Modulating the physicochemical structures of carbon-based electrocatalysts for oxygen reduction reaction (ORR) and oxygen evolution reaction (OER) in Zinc-air batteries is extremely important. However, it still remains a challenge to control these geometric and chemical nanostructures in a single reaction process under the same conditions. Herein, an approach based on an O-2-mediated solvothermal radical reaction (OSRR) to control the physicochemical conformations of Co/N-doped carbon electrocatalysts in a single reaction is reported.
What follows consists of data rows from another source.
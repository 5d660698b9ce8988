use clap::Parser;
use checklist::cli::commands::Cli;
use checklist::io::config_io::load_config;
use checklist::io::log::init_logging;

fn main() {
    let cli = Cli::parse();

    let mut config = match load_config(cli.config.as_deref()) {
        Ok(c) => c,
        Err(e) => {
            eprintln!("error: {}", e);
            std::process::exit(1);
        }
    };
    cli.apply_overrides(&mut config);

    // Dropped before exit so buffered log lines get flushed
    let log_guard = match init_logging(&config.log) {
        Ok(guard) => guard,
        Err(e) => {
            eprintln!("error: {}", e);
            std::process::exit(1);
        }
    };

    let result = checklist::tui::run(config);
    drop(log_guard);

    if let Err(e) = result {
        eprintln!("error: {}", e);
        std::process::exit(1);
    }
}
Atomic Co/N-doped carbon (CoCN), nanoparticulate Co/N-doped carbon (AP-CoCN), atomic Co/N-doped hollow carbon (PCA-CoCN-1), and nanoparticulate Co/N-doped porous carbon (PCA-CoCN-2) nanostructures are effectively designed by adjusting the molecular interactions between the organic precursors and metal ions in the OSRR. The activities of the electrocatalysts depend strongly on their structures where PCA-CoCNs exhibit the most outstanding activity and stability for ORR while AP-CoCN displays the most excellent activity and stability for OER. The simulations suggest that the back side carbon of Co-pyridinic N doped nanostructures is an active site for ORR and OER. The Zn-air battery employing PCA-CoCN-1 and AP-CoCN exhibits a lower charge-discharge overpotential and greater durability than the Pt/C and RuO2 assembly. The OSRR can provide a new avenue for designing diverse carbon-based catalysts with desired structures and activities.